Внезапно у старика мелькнула мысль, отчаянная, дерзкая, страшная.
- Хорошо, Ливио! Оставайся корсаром Омаром! Я не хочу больше, чтобы ты возвращался домой!
Омар удивленно уставился на него, не зная, что сказать.
А Бенедетто продолжал:
- Еще раз повторяю - оставайся корсаром! Он обнял земляка и, глядя ему прямо в глаза, пояснил: - Но не будь рабом вашего властелина, стань корсаром - против корсаров!
- Я не понимаю тебя! - покачал головой Омар.
- Ты убежден, сын моего покойного хозяина, что не можешь жить без сражений. Я уже не настолько молод, чтобы самому заниматься этим, хотя гнетет меня не груз лет, а только пережитое, превратившее меня в старика. Оставайся тем, кто ты есть, но стань независимым от Гуссейн-паши. Ты сможешь это, Ливио! Сделай правдой то, в чем тебя обвинили: уничтожай алжирские пиратские корабли! Открой на них корсарскую охоту! Ты искупишь этим все, что было прежде. Ни Алжир, ни какая иная страна не имеют права истязать другие народы и навязывать им свою волю. Помоги Европе, помоги нашим, твоим братьям освободиться от давящего их многовекового нечеловеческого гнета. Помогай им оружием, кораблями, помогай всем, чем можешь. Действуй! Действуй, охотник на корсаров Омар!
Дерзостный план Бенедетто взбудоражил Омара. Он вскочил на ноги и, тяжело дыша, подошел к старику. Жизнь итальянца висела на волоске. Он чувствовал это.

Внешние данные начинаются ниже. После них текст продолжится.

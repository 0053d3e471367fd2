//! Per-guild playback session
//!
//! The `Session` is the single mutable shared state for one guild: the queue,
//! deck assignment, user toggles, and the coordinators that serialize access
//! to it (barrier, command queue, named locks, state version). All mutations
//! happen on the session's own tasks under those coordinators; readers
//! snapshot the fields they need and use the version to detect staleness.

use crate::control::{AudioOperationBarrier, NamedLocks, StateVersion};
use crate::error::Result;
use crate::mixer::{CommandQueue, MixerLink, MixerSignal, MixerSlot};
use crate::persist::{GuildBackup, PersistedSong, QueueStore, StatsStore};
use chorus_common::events::{CoreEvent, EventBus};
use chorus_common::params;
use chorus_common::types::{DeckId, GuildId, Song, UserId};
use std::collections::{HashMap, HashSet, VecDeque};
use std::sync::atomic::{AtomicU64, Ordering};
use std::sync::{Arc, Mutex as StdMutex};
use std::time::Instant;
use tokio::sync::{mpsc, RwLock};
use tokio::task::JoinHandle;

/// Mutable playback state of one guild
pub struct SessionState {
    /// Ordered queue; immutable while a skip transition is in flight
    pub songs: Vec<Song>,
    /// Index of the currently playing song; mutated only at transition commit
    pub play_index: usize,
    /// Recently played songs, most recent last, bounded
    pub history: VecDeque<Song>,

    pub current_deck: DeckId,
    /// URL currently playing on `current_deck`, if any
    pub current_deck_loaded: Option<String>,
    /// URL and deck of the preloaded song, if any
    pub next_deck_loaded: Option<String>,
    pub next_deck_target: Option<DeckId>,
    /// Cleared at `load`, set by the sidecar's `buffer_ready`
    pub buffer_ready: [bool; 2],

    pub is_paused: bool,
    pub loop_enabled: bool,
    pub fade_enabled: bool,

    /// Gates conflicting operations while a crossfade runs
    pub is_crossfading: bool,
    pub crossfade_start: Option<Instant>,

    pub song_start_time: Option<Instant>,
    pub pause_start: Option<Instant>,

    /// State came from persistence and no mixer exists yet
    pub session_restored: bool,
    /// Suppresses crash recovery when the core itself kills the mixer
    pub intentional_kill: bool,
    /// Generation of the current mixer instance; late events from an older
    /// instance are dropped
    pub mixer_generation: u64,

    pub last_transition: Option<Instant>,
    pub last_skip_attempt: Option<Instant>,
    pub last_mixer_start: Option<Instant>,
    pub crash_recovery_attempts: u32,

    /// Stream-error strike counters per URL
    pub stream_error_strikes: HashMap<String, u32>,
    /// URLs marked unplayable after repeated stream errors
    pub failed_urls: HashSet<String>,

    /// Human members currently in the voice channel
    pub listeners: HashSet<UserId>,

    pub dashboard_message_id: Option<String>,
    pub text_channel_id: Option<String>,
    /// Transient "loading…" footer shown on the dashboard
    pub loading_footer: Option<String>,
}

impl Default for SessionState {
    fn default() -> Self {
        Self {
            songs: Vec::new(),
            play_index: 0,
            history: VecDeque::new(),
            current_deck: DeckId::A,
            current_deck_loaded: None,
            next_deck_loaded: None,
            next_deck_target: None,
            buffer_ready: [false, false],
            is_paused: false,
            loop_enabled: false,
            fade_enabled: false,
            is_crossfading: false,
            crossfade_start: None,
            song_start_time: None,
            pause_start: None,
            session_restored: false,
            intentional_kill: false,
            mixer_generation: 0,
            last_transition: None,
            last_skip_attempt: None,
            last_mixer_start: None,
            crash_recovery_attempts: 0,
            stream_error_strikes: HashMap::new(),
            failed_urls: HashSet::new(),
            listeners: HashSet::new(),
            dashboard_message_id: None,
            text_channel_id: None,
            loading_footer: None,
        }
    }
}

impl SessionState {
    pub fn current_song(&self) -> Option<&Song> {
        self.songs.get(self.play_index)
    }

    pub fn next_song(&self) -> Option<&Song> {
        self.songs.get(self.play_index + 1)
    }

    pub fn other_deck(&self) -> DeckId {
        self.current_deck.other()
    }

    /// A crossfade is running, or finished too recently for a new transition
    /// or preload to start
    pub fn crossfade_active(&self) -> bool {
        if self.is_crossfading {
            return true;
        }
        match self.crossfade_start {
            Some(start) => start.elapsed() < params::get::crossfade(),
            None => false,
        }
    }

    /// Forget any preloaded song
    pub fn clear_preload(&mut self) {
        self.next_deck_loaded = None;
        self.next_deck_target = None;
    }

    /// Forget everything about loaded decks (mixer gone)
    pub fn clear_decks(&mut self) {
        self.current_deck_loaded = None;
        self.clear_preload();
        self.buffer_ready = [false, false];
        self.is_crossfading = false;
        self.crossfade_start = None;
    }

    /// Record the current song into bounded history
    pub fn push_history(&mut self, song: Song) {
        let limit = params::get::history_limit();
        while self.history.len() >= limit {
            self.history.pop_front();
        }
        self.history.push_back(song);
    }

    /// Snapshot for the queue backup file
    pub fn backup(&self) -> GuildBackup {
        GuildBackup {
            songs: self.songs.iter().map(PersistedSong::from).collect(),
            history: self.history.iter().map(PersistedSong::from).collect(),
            play_index: self.play_index,
            is_paused: self.is_paused,
            loop_enabled: self.loop_enabled,
            fade_enabled: self.fade_enabled,
            current_deck_loaded: self.current_deck_loaded.clone(),
            dashboard_message_id: self.dashboard_message_id.clone(),
            text_channel_id: self.text_channel_id.clone(),
        }
    }

    /// Rebuild state from a backup.
    ///
    /// The loaded deck is never restored: `current_deck_loaded` from the file
    /// only repopulates a synthetic last-played entry when the stored queue
    /// is empty and history still knows the track.
    pub fn restore(backup: GuildBackup) -> SessionState {
        let mut state = SessionState {
            songs: backup.songs.into_iter().map(Song::from).collect(),
            history: backup.history.into_iter().map(Song::from).collect(),
            is_paused: backup.is_paused,
            loop_enabled: backup.loop_enabled,
            fade_enabled: backup.fade_enabled,
            dashboard_message_id: backup.dashboard_message_id,
            text_channel_id: backup.text_channel_id,
            session_restored: true,
            ..SessionState::default()
        };

        if state.songs.is_empty() {
            if let Some(url) = backup.current_deck_loaded {
                if let Some(last) = state.history.iter().rev().find(|s| s.url == url) {
                    state.songs.push(last.clone());
                }
            }
        }

        state.play_index = backup.play_index.min(state.songs.len().saturating_sub(1));
        state
    }
}

/// One guild's session: state plus its coordinators
pub struct Session {
    pub guild: GuildId,
    pub state: RwLock<SessionState>,
    pub version: StateVersion,
    pub locks: NamedLocks,
    pub barrier: AudioOperationBarrier,
    pub commands: CommandQueue,
    pub mixer: Arc<MixerSlot>,
    pub bus: Arc<EventBus>,
    pub store: Arc<QueueStore>,
    pub stats: Arc<StatsStore>,

    signal_tx: mpsc::UnboundedSender<MixerSignal>,
    generation_counter: AtomicU64,
    preload_timer: StdMutex<Option<JoinHandle<()>>>,
    disconnect_timer: StdMutex<Option<JoinHandle<()>>>,
}

impl Session {
    /// Create a session and the receiving half of its mixer signal channel
    /// (consumed by the player's event loop).
    pub fn new(
        guild: GuildId,
        state: SessionState,
        bus: Arc<EventBus>,
        store: Arc<QueueStore>,
        stats: Arc<StatsStore>,
    ) -> (Arc<Session>, mpsc::UnboundedReceiver<MixerSignal>) {
        let (signal_tx, signal_rx) = mpsc::unbounded_channel();
        let mixer = Arc::new(MixerSlot::new());
        let commands = CommandQueue::new(guild, mixer.clone());
        let session = Arc::new(Session {
            guild,
            state: RwLock::new(state),
            version: StateVersion::new(),
            locks: NamedLocks::new(),
            barrier: AudioOperationBarrier::new(),
            commands,
            mixer,
            bus,
            store,
            stats,
            signal_tx,
            generation_counter: AtomicU64::new(0),
            preload_timer: StdMutex::new(None),
            disconnect_timer: StdMutex::new(None),
        });
        (session, signal_rx)
    }

    /// Name of this guild's skip lock
    pub fn skip_lock_name(&self) -> String {
        format!("skip_{}", self.guild)
    }

    /// Sender handed to every mixer instance this session spawns
    pub fn signal_sender(&self) -> mpsc::UnboundedSender<MixerSignal> {
        self.signal_tx.clone()
    }

    /// Allocate the generation for a new mixer instance
    pub fn next_generation(&self) -> u64 {
        self.generation_counter.fetch_add(1, Ordering::AcqRel) + 1
    }

    /// Current mixer link, if one is installed
    pub fn mixer_link(&self) -> Option<Arc<dyn MixerLink>> {
        self.mixer.current()
    }

    pub fn mixer_alive(&self) -> bool {
        self.mixer_link().map(|l| l.is_alive()).unwrap_or(false)
    }

    /// Persist the current state to the queue backup file
    pub async fn persist(&self) -> Result<()> {
        let backup = self.state.read().await.backup();
        self.store.save_guild(self.guild, backup).await
    }

    pub fn emit_dashboard_refresh(&self) {
        self.bus.emit_lossy(CoreEvent::DashboardRefresh {
            guild: self.guild,
            timestamp: chrono::Utc::now(),
        });
    }

    /// Replace the armed preload timer, aborting the previous one
    pub fn set_preload_timer(&self, handle: Option<JoinHandle<()>>) {
        if let Ok(mut slot) = self.preload_timer.lock() {
            if let Some(old) = slot.take() {
                old.abort();
            }
            *slot = handle;
        }
    }

    /// Replace the armed disconnect timer, aborting the previous one
    pub fn set_disconnect_timer(&self, handle: Option<JoinHandle<()>>) {
        if let Ok(mut slot) = self.disconnect_timer.lock() {
            if let Some(old) = slot.take() {
                old.abort();
            }
            *slot = handle;
        }
    }

    pub fn has_disconnect_timer(&self) -> bool {
        self.disconnect_timer
            .lock()
            .map(|slot| slot.is_some())
            .unwrap_or(false)
    }

    /// Cancel all timers (teardown, queue end)
    pub fn clear_timers(&self) {
        self.set_preload_timer(None);
        self.set_disconnect_timer(None);
    }
}

#[cfg(test)]
mod tests {
    use super::*;

    fn song(url: &str) -> Song {
        Song {
            title: format!("song {url}"),
            url: url.into(),
            thumbnail: None,
            is_live: false,
            duration_s: 180,
            requester_id: UserId(1),
            resolver_key: None,
        }
    }

    #[test]
    fn test_backup_restore_round_trip() {
        let mut state = SessionState::default();
        state.songs = vec![song("u1"), song("u2"), song("u3")];
        state.play_index = 1;
        state.loop_enabled = true;
        state.fade_enabled = true;
        state.current_deck_loaded = Some("u2".into());
        state.dashboard_message_id = Some("m".into());
        state.text_channel_id = Some("c".into());

        let restored = SessionState::restore(state.backup());
        assert_eq!(restored.songs.len(), 3);
        assert_eq!(restored.play_index, 1);
        assert!(restored.loop_enabled);
        assert!(restored.fade_enabled);
        assert!(restored.session_restored);
        // The loaded deck never survives a restart.
        assert!(restored.current_deck_loaded.is_none());
        assert!(restored.next_deck_loaded.is_none());
    }

    #[test]
    fn test_restore_synthesizes_last_played_from_history() {
        let mut state = SessionState::default();
        state.push_history(song("old"));
        state.push_history(song("last"));
        state.current_deck_loaded = Some("last".into());

        let restored = SessionState::restore(state.backup());
        assert_eq!(restored.songs.len(), 1);
        assert_eq!(restored.songs[0].url, "last");
        assert_eq!(restored.play_index, 0);
        assert!(restored.current_deck_loaded.is_none());
    }

    #[test]
    fn test_restore_clamps_play_index() {
        let mut state = SessionState::default();
        state.songs = vec![song("u1"), song("u2")];
        state.play_index = 1;
        let mut backup = state.backup();
        backup.play_index = 99;

        let restored = SessionState::restore(backup);
        assert_eq!(restored.play_index, 1);
    }

    #[test]
    fn test_history_is_bounded() {
        let mut state = SessionState::default();
        let limit = params::get::history_limit();
        for i in 0..limit + 10 {
            state.push_history(song(&format!("u{i}")));
        }
        assert_eq!(state.history.len(), limit);
        assert_eq!(state.history.back().unwrap().url, format!("u{}", limit + 9));
    }

    #[test]
    fn test_crossfade_active_window() {
        let mut state = SessionState::default();
        assert!(!state.crossfade_active());

        state.is_crossfading = true;
        assert!(state.crossfade_active());

        // Recently finished crossfade still gates new transitions.
        state.is_crossfading = false;
        state.crossfade_start = Some(Instant::now());
        assert!(state.crossfade_active());

        state.crossfade_start = Some(Instant::now() - params::get::crossfade() * 2);
        assert!(!state.crossfade_active());
    }
}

- Ты с ума сошел! Дьявол! - прошипел корсар. Лицо его судорожно скорчилось. Большими шагами он мерил комнату. Взад и вперед, взад и вперед. В десятый раз, в двадцатый... - Приведи ко мне одного из тех, кто солгал, будто их атаковал "Аль-Джезаир". Сейчас же! - резко приказал он и, уже чуть спокойнее, добавил: - Ему ничего не будет. Я даже вознагражу его, если он расскажет, не лукавя, все как было. Возьми вот это в залог того, что я не замышляю ничего дурного.